- Listed records -
------------------------
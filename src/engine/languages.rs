//! Per-engine language tables
//!
//! Closed ISO-639-1 tables, one per backend. Kept sorted so lookup is a
//! binary search and the mismatch between the two engines' coverage stays
//! visible in one place.

use crate::engine::EngineKind;

/// Languages the offline synthesizer ships voices for
pub const OFFLINE_LANGUAGES: &[&str] = &[
    "af", "bg", "bs", "cs", "cy", "da", "de", "el", "en", "eo", "es", "et", "fi", "fr", "ga",
    "hi", "hr", "hu", "hy", "id", "is", "it", "ja", "ka", "ko", "la", "lt", "lv", "mk", "ms",
    "nl", "no", "pl", "pt", "ro", "ru", "sk", "sl", "sq", "sr", "sv", "sw", "ta", "tr", "uk",
    "vi", "zh",
];

/// Languages the cloud service accepts
pub const CLOUD_LANGUAGES: &[&str] = &[
    "ar", "bg", "ca", "cs", "da", "de", "el", "en", "es", "fi", "fr", "gu", "he", "hi", "hu",
    "id", "it", "ja", "kn", "ko", "lt", "lv", "ml", "mr", "ms", "nb", "nl", "pa", "pl", "pt",
    "ro", "ru", "sk", "sr", "sv", "ta", "te", "th", "tr", "uk", "vi", "zh",
];

/// Language table for an engine
pub fn supported(kind: EngineKind) -> &'static [&'static str] {
    match kind {
        EngineKind::Offline => OFFLINE_LANGUAGES,
        EngineKind::Cloud => CLOUD_LANGUAGES,
    }
}

/// Whether `code` (already normalized to lowercase) is in the engine's table
pub fn is_supported(kind: EngineKind, code: &str) -> bool {
    supported(kind).binary_search(&code).is_ok()
}

#[cfg(test)]
mod tests {
    use super::*;

    #[test]
    fn test_tables_are_sorted() {
        // binary_search depends on it
        for table in [OFFLINE_LANGUAGES, CLOUD_LANGUAGES] {
            let mut sorted = table.to_vec();
            sorted.sort_unstable();
            assert_eq!(table, sorted.as_slice());
        }
    }

    #[test]
    fn test_english_everywhere() {
        assert!(is_supported(EngineKind::Offline, "en"));
        assert!(is_supported(EngineKind::Cloud, "en"));
    }

    #[test]
    fn test_coverage_differs() {
        // esperanto only offline, thai only cloud
        assert!(is_supported(EngineKind::Offline, "eo"));
        assert!(!is_supported(EngineKind::Cloud, "eo"));
        assert!(is_supported(EngineKind::Cloud, "th"));
        assert!(!is_supported(EngineKind::Offline, "th"));
    }

    #[test]
    fn test_unknown_rejected() {
        assert!(!is_supported(EngineKind::Offline, "xx"));
        assert!(!is_supported(EngineKind::Cloud, "xx"));
        assert!(!is_supported(EngineKind::Cloud, ""));
    }
}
------------------------
- Your objective -
All lines from the opening of the listing above through the line that contains "for table in" should be given again exactly, and nothing more.

- Answer to the problem -
filename src/engine/languages.rs
//! Per-engine language tables
//!
//! Closed ISO-639-1 tables, one per backend. Kept sorted so lookup is a
//! binary search and the mismatch between the two engines' coverage stays
//! visible in one place.

use crate::engine::EngineKind;

/// Languages the offline synthesizer ships voices for
pub const OFFLINE_LANGUAGES: &[&str] = &[
    "af", "bg", "bs", "cs", "cy", "da", "de", "el", "en", "eo", "es", "et", "fi", "fr", "ga",
    "hi", "hr", "hu", "hy", "id", "is", "it", "ja", "ka", "ko", "la", "lt", "lv", "mk", "ms",
    "nl", "no", "pl", "pt", "ro", "ru", "sk", "sl", "sq", "sr", "sv", "sw", "ta", "tr", "uk",
    "vi", "zh",
];

/// Languages the cloud service accepts
pub const CLOUD_LANGUAGES: &[&str] = &[
    "ar", "bg", "ca", "cs", "da", "de", "el", "en", "es", "fi", "fr", "gu", "he", "hi", "hu",
    "id", "it", "ja", "kn", "ko", "lt", "lv", "ml", "mr", "ms", "nb", "nl", "pa", "pl", "pt",
    "ro", "ru", "sk", "sr", "sv", "ta", "te", "th", "tr", "uk", "vi", "zh",
];

/// Language table for an engine
pub fn supported(kind: EngineKind) -> &'static [&'static str] {
    match kind {
        EngineKind::Offline => OFFLINE_LANGUAGES,
        EngineKind::Cloud => CLOUD_LANGUAGES,
    }
}

/// Whether `code` (already normalized to lowercase) is in the engine's table
pub fn is_supported(kind: EngineKind, code: &str) -> bool {
    supported(kind).binary_search(&code).is_ok()
}

#[cfg(test)]
mod tests {
    use super::*;

    #[test]
    fn test_tables_are_sorted() {
        // binary_search depends on it
        for table in [OFFLINE_LANGUAGES, CLOUD_LANGUAGES] {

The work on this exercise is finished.